If a line holds the word "else", copy it from the entries.

....

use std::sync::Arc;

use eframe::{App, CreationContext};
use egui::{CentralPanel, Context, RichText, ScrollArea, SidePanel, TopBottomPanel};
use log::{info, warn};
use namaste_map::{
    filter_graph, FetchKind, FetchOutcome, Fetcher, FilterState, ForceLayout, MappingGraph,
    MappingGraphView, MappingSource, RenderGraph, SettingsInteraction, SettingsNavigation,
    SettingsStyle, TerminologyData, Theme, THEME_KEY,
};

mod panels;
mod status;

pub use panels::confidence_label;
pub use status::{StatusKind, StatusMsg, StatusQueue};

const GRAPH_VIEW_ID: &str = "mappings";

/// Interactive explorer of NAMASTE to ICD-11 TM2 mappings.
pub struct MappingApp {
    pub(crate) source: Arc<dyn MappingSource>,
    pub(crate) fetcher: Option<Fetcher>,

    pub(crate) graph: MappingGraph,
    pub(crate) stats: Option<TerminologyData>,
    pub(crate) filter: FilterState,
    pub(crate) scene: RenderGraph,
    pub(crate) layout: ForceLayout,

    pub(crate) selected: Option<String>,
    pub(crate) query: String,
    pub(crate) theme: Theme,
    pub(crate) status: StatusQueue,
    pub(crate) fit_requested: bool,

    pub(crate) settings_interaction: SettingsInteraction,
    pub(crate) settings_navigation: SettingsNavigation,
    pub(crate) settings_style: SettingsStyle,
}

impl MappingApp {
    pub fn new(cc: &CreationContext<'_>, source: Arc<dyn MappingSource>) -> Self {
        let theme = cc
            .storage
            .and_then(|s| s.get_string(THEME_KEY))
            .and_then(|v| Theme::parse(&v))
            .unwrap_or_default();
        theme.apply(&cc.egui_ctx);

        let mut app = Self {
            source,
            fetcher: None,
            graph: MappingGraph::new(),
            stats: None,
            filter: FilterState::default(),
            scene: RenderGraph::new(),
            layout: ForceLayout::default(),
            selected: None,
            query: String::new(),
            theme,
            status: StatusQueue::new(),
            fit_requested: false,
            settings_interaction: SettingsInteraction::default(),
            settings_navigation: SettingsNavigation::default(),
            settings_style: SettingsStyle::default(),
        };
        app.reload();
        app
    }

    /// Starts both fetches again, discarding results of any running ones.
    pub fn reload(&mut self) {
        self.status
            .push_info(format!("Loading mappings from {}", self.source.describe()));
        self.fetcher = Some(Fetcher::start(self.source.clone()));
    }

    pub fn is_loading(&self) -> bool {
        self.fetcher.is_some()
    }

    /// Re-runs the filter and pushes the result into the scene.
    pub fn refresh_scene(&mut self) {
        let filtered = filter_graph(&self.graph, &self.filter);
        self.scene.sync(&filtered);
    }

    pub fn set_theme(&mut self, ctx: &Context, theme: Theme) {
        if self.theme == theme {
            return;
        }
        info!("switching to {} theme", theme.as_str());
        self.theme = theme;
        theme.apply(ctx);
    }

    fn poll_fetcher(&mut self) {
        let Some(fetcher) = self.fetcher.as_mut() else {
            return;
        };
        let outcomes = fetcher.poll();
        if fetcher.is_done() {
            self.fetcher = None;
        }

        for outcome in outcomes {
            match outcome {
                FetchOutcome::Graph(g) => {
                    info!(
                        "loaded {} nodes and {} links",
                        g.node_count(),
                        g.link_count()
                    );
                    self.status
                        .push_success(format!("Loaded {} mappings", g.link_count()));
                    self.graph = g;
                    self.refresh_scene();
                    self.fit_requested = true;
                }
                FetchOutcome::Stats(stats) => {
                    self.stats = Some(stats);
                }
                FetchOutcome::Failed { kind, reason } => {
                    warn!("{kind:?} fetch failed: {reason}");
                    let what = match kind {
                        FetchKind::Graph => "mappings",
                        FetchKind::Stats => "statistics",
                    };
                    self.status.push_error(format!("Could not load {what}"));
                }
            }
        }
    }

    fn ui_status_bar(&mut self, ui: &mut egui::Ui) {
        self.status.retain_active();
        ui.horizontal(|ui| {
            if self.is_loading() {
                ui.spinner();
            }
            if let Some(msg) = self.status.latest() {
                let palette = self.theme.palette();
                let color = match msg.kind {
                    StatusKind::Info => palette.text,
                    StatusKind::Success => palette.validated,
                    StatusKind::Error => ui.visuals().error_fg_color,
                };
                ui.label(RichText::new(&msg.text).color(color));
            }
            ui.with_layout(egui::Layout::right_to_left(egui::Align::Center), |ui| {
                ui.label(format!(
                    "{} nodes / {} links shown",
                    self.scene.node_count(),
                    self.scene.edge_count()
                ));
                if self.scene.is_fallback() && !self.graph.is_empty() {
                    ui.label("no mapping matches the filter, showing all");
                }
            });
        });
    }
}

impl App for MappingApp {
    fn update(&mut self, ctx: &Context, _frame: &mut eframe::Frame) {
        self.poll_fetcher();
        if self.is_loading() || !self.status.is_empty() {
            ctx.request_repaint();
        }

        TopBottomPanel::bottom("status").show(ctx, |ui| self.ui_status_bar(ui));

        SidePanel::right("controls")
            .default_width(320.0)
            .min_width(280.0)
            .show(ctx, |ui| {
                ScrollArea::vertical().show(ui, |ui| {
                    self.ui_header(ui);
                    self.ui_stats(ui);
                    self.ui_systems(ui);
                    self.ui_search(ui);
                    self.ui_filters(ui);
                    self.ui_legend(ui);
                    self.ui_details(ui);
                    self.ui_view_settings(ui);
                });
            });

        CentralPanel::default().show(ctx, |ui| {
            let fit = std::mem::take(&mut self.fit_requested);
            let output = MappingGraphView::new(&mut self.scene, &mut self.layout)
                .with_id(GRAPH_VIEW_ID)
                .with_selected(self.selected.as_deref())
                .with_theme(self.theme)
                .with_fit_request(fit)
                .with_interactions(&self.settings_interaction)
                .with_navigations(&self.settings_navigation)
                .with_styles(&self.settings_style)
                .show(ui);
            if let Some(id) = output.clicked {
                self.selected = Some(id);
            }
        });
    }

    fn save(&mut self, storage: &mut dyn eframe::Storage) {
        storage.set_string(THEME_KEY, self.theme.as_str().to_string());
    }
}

....

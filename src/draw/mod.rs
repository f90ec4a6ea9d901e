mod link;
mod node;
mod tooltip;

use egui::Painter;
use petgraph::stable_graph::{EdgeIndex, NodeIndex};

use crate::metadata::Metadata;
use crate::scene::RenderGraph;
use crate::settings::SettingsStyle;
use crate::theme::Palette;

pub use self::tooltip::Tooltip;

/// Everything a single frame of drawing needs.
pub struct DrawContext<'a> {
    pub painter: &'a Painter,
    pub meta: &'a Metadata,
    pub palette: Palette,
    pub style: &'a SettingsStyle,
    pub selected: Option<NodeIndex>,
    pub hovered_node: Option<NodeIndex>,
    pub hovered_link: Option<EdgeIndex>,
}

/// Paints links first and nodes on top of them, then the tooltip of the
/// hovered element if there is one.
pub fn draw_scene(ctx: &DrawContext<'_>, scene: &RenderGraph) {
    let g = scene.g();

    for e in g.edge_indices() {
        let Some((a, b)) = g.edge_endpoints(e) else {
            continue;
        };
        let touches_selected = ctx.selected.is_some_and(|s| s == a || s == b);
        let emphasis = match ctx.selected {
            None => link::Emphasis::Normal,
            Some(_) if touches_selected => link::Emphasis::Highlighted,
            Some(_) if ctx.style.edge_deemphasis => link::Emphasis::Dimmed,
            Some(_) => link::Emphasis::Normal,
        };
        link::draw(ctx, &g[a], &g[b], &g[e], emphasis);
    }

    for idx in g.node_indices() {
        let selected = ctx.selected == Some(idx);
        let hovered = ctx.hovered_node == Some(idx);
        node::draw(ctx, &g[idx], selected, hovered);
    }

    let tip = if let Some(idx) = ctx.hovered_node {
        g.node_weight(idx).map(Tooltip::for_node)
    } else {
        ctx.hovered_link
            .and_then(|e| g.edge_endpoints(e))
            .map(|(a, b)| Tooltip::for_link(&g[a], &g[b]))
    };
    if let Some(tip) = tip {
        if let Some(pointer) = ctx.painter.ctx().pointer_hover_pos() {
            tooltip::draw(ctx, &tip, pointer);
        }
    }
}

....

## Your response
        let Some(fetcher) = self.fetcher.as_mut() else {
        let Some((a, b)) = g.edge_endpoints(e) else {
    } else {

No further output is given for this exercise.